# TASK TO COMPLETE
Determine the number of lines in the data that contain "static", and write only that number.

# TASK INPUTS
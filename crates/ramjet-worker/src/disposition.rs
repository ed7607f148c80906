//! Download normalization for page navigations.
//!
//! A navigation answered without a usable `content-disposition` gets one
//! naming the last path segment of the final URL, so downloads started
//! through the proxy keep their real file name instead of the encoded one.

use once_cell::sync::Lazy;
use regex::Regex;
use url::Url;

static HAS_FILENAME: Lazy<Regex> = Lazy::new(|| {
    Regex::new(r"(?i)\s*?((inline|attachment);\s*?)filename=").expect("valid filename pattern")
});

static ATTACHMENT: Lazy<Regex> =
    Lazy::new(|| Regex::new(r"(?i)^\s*?attachment").expect("valid attachment pattern"));

/// Returns the disposition to send for a page response.
///
/// A header that already carries `inline; filename=` or
/// `attachment; filename=` is kept. Anything else, including a missing or
/// malformed header, becomes `<type>; filename="<last segment>"` where the
/// type is `attachment` if the original said so and `inline` otherwise.
pub fn normalize(header: Option<&str>, final_url: &Url) -> String {
    let header = header.unwrap_or_default();
    if HAS_FILENAME.is_match(header) {
        return header.to_string();
    }
    let kind = if ATTACHMENT.is_match(header) {
        "attachment"
    } else {
        "inline"
    };
    let filename = final_url.path().rsplit('/').next().unwrap_or_default();
    // JSON string syntax gives a correctly quoted and escaped parameter.
    let quoted = serde_json::to_string(filename).unwrap_or_else(|_| "\"\"".to_string());
    format!("{}; filename={}", kind, quoted)
}

#[cfg(test)]
mod tests {
    use super::*;

    fn url(raw: &str) -> Url {
        Url::parse(raw).unwrap()
    }

    #[test]
    fn missing_header_defaults_to_inline_with_name() {
        let value = normalize(None, &url("https://b.test/files/report.pdf"));
        assert_eq!(value, r#"inline; filename="report.pdf""#);
    }

    #[test]
    fn attachment_type_is_kept() {
        let value = normalize(Some("attachment"), &url("https://b.test/a/data.csv"));
        assert_eq!(value, r#"attachment; filename="data.csv""#);
    }

    #[test]
    fn existing_filename_is_untouched() {
        let header = r#"attachment; filename="q3.xlsx""#;
        assert_eq!(normalize(Some(header), &url("https://b.test/download")), header);
    }

    #[test]
    fn malformed_header_defaults_to_inline() {
        let value = normalize(Some("garbage;;"), &url("https://b.test/"));
        assert_eq!(value, r#"inline; filename="""#);
    }

    #[test]
    fn filename_quotes_are_escaped() {
        let value = normalize(None, &url(r#"https://b.test/a"b"#));
        assert_eq!(value, r#"inline; filename="a%22b""#);
    }
}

# ANSWER FOR THE TASK
2